In a cesarean section, the surgeon (your obstetrician or an obstetrician on call at the hospital) cuts through the abdomen with a scalpel, makes an incision in the uterine wall, retracts (pulls back) the sides of the incision, suctions out the amniotic fluid, disengages the baby from the pelvis (if necessary), and delivers the baby head-first through the incision. When the head is out, the fluids are suctioned from the baby's mouth and nose to clear the lungs and airway, then the rest of the body is pulled free of the incision, and the umbilical cord is cut. The placenta is removed and examined to ensure it is intact. Then the uterus is sutured and the abdominal incision is closed up. The entire procedure typically takes about 45 to 60 minutes, with the first 5 to 10 minutes being delivery of the baby.
Depending on the practices of your particular doctor and hospital, it may be possible to hold your newborn on your chest during the second phase of the surgery, and even breastfeed him or her if desired. This is becoming more common and is something you may want to discuss with your provider prior to the surgery, if there is time. You may also want to research "family centered cesarean," in which the birth environment is set up to be as comforting and warm as possible for mother and baby. You may even be able to request to watch your baby's birth (if you want!). If possible, discuss cesarean section scenarios with your provider so that your wishes and needs can be heard and respected during the process. A c-section need not be traumatic or emotionally sterile just because it is not a "traditional" birth.
Risks of C-Section
The most common risk to the mother is post-surgical infection. Other risks for the mother include severe blood loss, reaction to anesthesia, and blood clots. Risks to the baby include lung or breathing problems and birth injury (such as being cut by the scalpel). Risks to the baby of a planned (scheduled) cesarean, as opposed to one that occurs during labor, also include premature delivery, which can carry many complications of its own. It should be noted that a planned cesarean does appear carry fewer risks to the mother than an emergency c-section.
There are also long-term risks of c-section, or multiple c-sections.
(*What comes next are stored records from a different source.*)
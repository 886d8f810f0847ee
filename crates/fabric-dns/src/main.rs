use bytes::BytesMut;
use clap::Parser;
use std::collections::HashSet;
use std::env;
use std::net::{IpAddr, Ipv4Addr, SocketAddr};
use std::path::PathBuf;
use std::process;
use std::sync::Arc;
use std::time::Instant;
use tokio::net::{TcpListener, TcpStream, UdpSocket};
use tokio::sync::mpsc;
use tracing::Instrument;
use tracing_subscriber::EnvFilter;

use dns_types::protocol::serialise::Transport;
use dns_types::protocol::types::*;

use fabric_dns::answers::StaticAnswers;
use fabric_dns::metrics::*;
use fabric_dns::net_util::{read_tcp_bytes, send_tcp_bytes, send_udp_bytes_to, TcpError};
use fabric_dns::server::{handle_raw_message, record_response};
use fabric_dns::settings::Settings;

const PRODUCTION_PORT: u16 = 53;
const DEVELOPMENT_PORT: u16 = 1053;

/// Largest datagram read from a client.
const UDP_READ_LIMIT: usize = 512;

async fn listen_tcp_task(answers: Arc<StaticAnswers>, socket: TcpListener) {
    loop {
        match socket.accept().await {
            Ok((stream, peer)) => {
                let answers = answers.clone();
                tokio::spawn(
                    async move {
                        TCP_CONNECTIONS_OPEN.inc();
                        serve_tcp_connection(&answers, stream).await;
                        TCP_CONNECTIONS_OPEN.dec();
                    }
                    .instrument(tracing::error_span!("tcp", %peer)),
                );
            }
            Err(error) => tracing::debug!(?error, "could not accept TCP connection"),
        }
    }
}

/// Answer queries on one connection until the client hangs up or
/// sends something which isn't a DNS message.
async fn serve_tcp_connection(answers: &StaticAnswers, mut stream: TcpStream) {
    loop {
        let bytes = match read_tcp_bytes(&mut stream).await {
            Ok(bytes) => bytes,
            Err(TcpError::Closed) => return,
            Err(error) => {
                tracing::debug!(%error, "TCP read error");
                return;
            }
        };

        let start = Instant::now();
        DNS_REQUESTS_TOTAL.with_label_values(&[PROTOCOL_TCP]).inc();

        let response = match handle_raw_message(answers, bytes.as_ref()) {
            Ok(response) => response,
            Err(error) => {
                DNS_REQUESTS_MALFORMED_TOTAL
                    .with_label_values(&[PROTOCOL_TCP])
                    .inc();
                tracing::debug!(%error, "malformed message, closing connection");
                return;
            }
        };

        if !send_response(&mut stream, &response).await {
            return;
        }

        DNS_RESPONSE_TIME_SECONDS
            .with_label_values(&[PROTOCOL_TCP])
            .observe(start.elapsed().as_secs_f64());
    }
}

async fn send_response(stream: &mut TcpStream, response: &Message) -> bool {
    let serialised = match response.to_octets(Transport::Tcp) {
        Ok(serialised) => serialised,
        Err(error) => {
            tracing::error!(?response, %error, "could not serialise message");
            return false;
        }
    };

    if let Err(error) = send_tcp_bytes(stream, &serialised).await {
        tracing::debug!(%error, "TCP send error");
        return false;
    }

    record_response(response);
    true
}

async fn listen_udp_task(answers: Arc<StaticAnswers>, socket: UdpSocket) {
    let (tx, mut rx) = mpsc::channel(32);
    let mut buf = vec![0u8; UDP_READ_LIMIT];

    loop {
        tokio::select! {
            Ok((size, peer)) = socket.recv_from(&mut buf) => {
                let bytes = BytesMut::from(&buf[..size]);
                let reply = tx.clone();
                let answers = answers.clone();
                let span = tracing::error_span!("udp", %peer);
                tokio::spawn(async move {
                    let start = Instant::now();
                    DNS_REQUESTS_TOTAL.with_label_values(&[PROTOCOL_UDP]).inc();

                    let response = match handle_raw_message(answers.as_ref(), bytes.as_ref()) {
                        Ok(response) => response,
                        Err(error) => {
                            DNS_REQUESTS_MALFORMED_TOTAL.with_label_values(&[PROTOCOL_UDP]).inc();
                            tracing::debug!(%error, "malformed message");
                            match error.id() {
                                Some(id) => Message::make_format_error_response(id),
                                None => return,
                            }
                        }
                    };

                    if let Err(error) = reply.send((response, peer, start)).await {
                        tracing::debug!(%error, "UDP reply error");
                    }
                }.instrument(span));
            }

            Some((response, peer, start)) = rx.recv() => {
                match response.to_octets(Transport::Udp) {
                    Ok(serialised) => {
                        if let Err(error) = send_udp_bytes_to(&socket, peer, &serialised).await {
                            tracing::debug!(%peer, %error, "UDP send error");
                        } else {
                            record_response(&response);
                            DNS_RESPONSE_TIME_SECONDS
                                .with_label_values(&[PROTOCOL_UDP])
                                .observe(start.elapsed().as_secs_f64());
                        }
                    }
                    Err(error) => {
                        tracing::error!(?response, %error, "could not serialise message");
                    }
                }
            }
        }
    }
}

fn begin_logging() {
    let log_format = if let Ok(var) = env::var("RUST_LOG_FORMAT") {
        let mut set = HashSet::new();
        for s in var.split(',') {
            set.insert(s.trim().to_lowercase());
        }
        set
    } else {
        HashSet::new()
    };

    let filter = EnvFilter::try_from_default_env().unwrap_or_else(|_| EnvFilter::new("info"));
    let logger = tracing_subscriber::fmt().with_env_filter(filter);

    if log_format.contains("json") {
        logger.json().init();
    } else if log_format.contains("compact") {
        logger.compact().init();
    } else {
        logger.init();
    }
}

// the doc comments for this struct turn into the CLI help text
#[derive(Debug, Parser)]
/// A small authoritative DNS server.
///
/// Answers A, AAAA, MX, and NS questions from a fixed set of records,
/// over UDP and TCP.  It does not recurse, cache, or load zone files.
struct Args {
    /// Interface to listen on
    #[clap(
        short,
        long,
        default_value_t = IpAddr::V4(Ipv4Addr::UNSPECIFIED),
        env = "FABRIC_DNS_INTERFACE"
    )]
    interface: IpAddr,

    /// Listen on port 53 rather than 1053
    #[clap(long, env = "FABRIC_DNS_PRODUCTION")]
    production: bool,

    /// Port to listen on, overriding --production
    #[clap(short, long, env = "FABRIC_DNS_PORT")]
    port: Option<u16>,

    /// Path to a settings file listing the records to serve
    #[clap(short, long, env = "FABRIC_DNS_CONFIG")]
    config: Option<PathBuf>,

    /// Address to serve Prometheus metrics on, at `/metrics`
    #[clap(short = 'm', long, env = "FABRIC_DNS_METRICS_ADDRESS")]
    metrics_address: Option<SocketAddr>,
}

impl Args {
    fn port(&self) -> u16 {
        match self.port {
            Some(port) => port,
            None if self.production => PRODUCTION_PORT,
            None => DEVELOPMENT_PORT,
        }
    }
}

#[tokio::main]
async fn main() {
    let args = Args::parse();

    begin_logging();

    let settings = match &args.config {
        Some(path) => match Settings::new(path) {
            Ok(settings) => settings,
            Err(error) => {
                tracing::error!(?path, %error, "could not read settings");
                process::exit(1);
            }
        },
        None => Settings::default(),
    };

    let answers = Arc::new(StaticAnswers::new(&settings));
    tracing::info!(names = answers.len(), "loaded records");

    let port = args.port();
    tracing::info!(interface = %args.interface, %port, "binding DNS sockets");

    let udp = match UdpSocket::bind((args.interface, port)).await {
        Ok(s) => s,
        Err(error) => {
            tracing::error!(%error, "could not bind UDP socket");
            process::exit(1);
        }
    };

    let tcp = match TcpListener::bind((args.interface, port)).await {
        Ok(s) => s,
        Err(error) => {
            tracing::error!(%error, "could not bind TCP socket");
            process::exit(1);
        }
    };

    if let Some(address) = args.metrics_address {
        tracing::info!(%address, "binding metrics endpoint");
        tokio::spawn(async move {
            if let Err(error) = serve_prometheus_endpoint_task(address).await {
                tracing::error!(%error, "metrics endpoint stopped");
            }
        });
    }

    tokio::spawn(listen_tcp_task(answers.clone(), tcp));
    tokio::spawn(listen_udp_task(answers, udp));

    if let Err(error) = tokio::signal::ctrl_c().await {
        tracing::error!(%error, "could not wait for shutdown signal");
        process::exit(1);
    }

    tracing::info!("shutting down");
}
These include increased risk of future placenta previa (which is when the placenta is blocking the cervix), future placenta accreta (which is when the placenta is too deeply attached in the uterine wall and cannot be expelled), uterine rupture, and risk of future emergency hysterectomy during birth. These risks increase exponentially with each additional c-section.
I want to stress here that in most cases, it is possible to have a vaginal delivery in a subsequent pregnancy even after one or two cesarean deliveries (vaginal birth after cesarean, VBAC). You can browse the "VBAC" tag on this blog for more on than, and investigate www.vbacfacts.com for great information about VBAC.
The Immediate Postpartum Time
I won't go into great detail about this in this series, since the focus is on pregnancy and birth. See this article for some tips for your postpartum hospital stay. During the first hours and days after your baby is born, you will spend time resting, learning to feed and care for your baby, and simply bonding. Spend time skin-to-skin with your baby (whether you're breastfeeding or not), enjoy being waited on, and get as much information from the doctors, midwifes, and nurses as you can. If you and your baby are healthy and you had a vaginal birth, you may be able to go home within 24 to 48 hours of the birth. In a c-section birth, you will stay three to four days to ensure you are healing properly.
Conclusion
Despite the length of this article and the Childbirth Choices Series, I cannot possibly have covered every question or every scenario you may encounter. I hope that I have given you some guidance, information you did not already have, and helped to organize your thoughts so that you can make evidence-based and informed choices as you navigate your way through pregnancy and childbirth. Do not be afraid to ask questions of your care provider, research on your own, and talk to friends who have had babies. You'll find a myriad of experiences, a plethora of opinions, but from all of this you should be able to figure out what you want out of the birth of your child.